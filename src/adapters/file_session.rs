//! File-based session store.
//!
//! The session is kept as pretty-printed JSON, by default at
//! `~/.chatstream/session.json`.

use async_trait::async_trait;
use std::path::{Path, PathBuf};
use tracing::debug;

use crate::config::default_session_path;
use crate::traits::{Session, SessionError, SessionStore};

/// [`SessionStore`] persisting to a single JSON file.
#[derive(Debug, Clone)]
pub struct FileSessionStore {
    path: PathBuf,
}

impl FileSessionStore {
    pub fn new(path: impl Into<PathBuf>) -> Self {
        Self { path: path.into() }
    }

    /// Store at the default location under the home directory.
    pub fn default_location() -> Result<Self, SessionError> {
        default_session_path()
            .map(Self::new)
            .ok_or(SessionError::NoLocation)
    }

    pub fn path(&self) -> &Path {
        &self.path
    }
}

#[async_trait]
impl SessionStore for FileSessionStore {
    async fn load(&self) -> Result<Option<Session>, SessionError> {
        let raw = match tokio::fs::read(&self.path).await {
            Ok(raw) => raw,
            Err(err) if err.kind() == std::io::ErrorKind::NotFound => return Ok(None),
            Err(err) => return Err(SessionError::LoadFailed(err.to_string())),
        };

        let session: Session = serde_json::from_slice(&raw)
            .map_err(|e| SessionError::Serialization(e.to_string()))?;

        if session.is_empty() {
            Ok(None)
        } else {
            Ok(Some(session))
        }
    }

    async fn save(&self, session: &Session) -> Result<(), SessionError> {
        if let Some(parent) = self.path.parent() {
            tokio::fs::create_dir_all(parent)
                .await
                .map_err(|e| SessionError::SaveFailed(e.to_string()))?;
        }

        let json = serde_json::to_vec_pretty(session)
            .map_err(|e| SessionError::Serialization(e.to_string()))?;
        tokio::fs::write(&self.path, json)
            .await
            .map_err(|e| SessionError::SaveFailed(e.to_string()))?;

        // The file holds a bearer token: owner read/write only.
        #[cfg(unix)]
        {
            use std::os::unix::fs::PermissionsExt;
            tokio::fs::set_permissions(&self.path, std::fs::Permissions::from_mode(0o600))
                .await
                .map_err(|e| SessionError::SaveFailed(e.to_string()))?;
        }

        debug!(path = %self.path.display(), "session saved");
        Ok(())
    }

    async fn clear(&self) -> Result<(), SessionError> {
        match tokio::fs::remove_file(&self.path).await {
            Ok(()) => Ok(()),
            Err(err) if err.kind() == std::io::ErrorKind::NotFound => Ok(()),
            Err(err) => Err(SessionError::ClearFailed(err.to_string())),
        }
    }
}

:: YOUR GOAL ::
Where a line in the listing holds the string "ErrorKind", include it in the count, then report the total alone.

:: RESPONSE BOX ::
2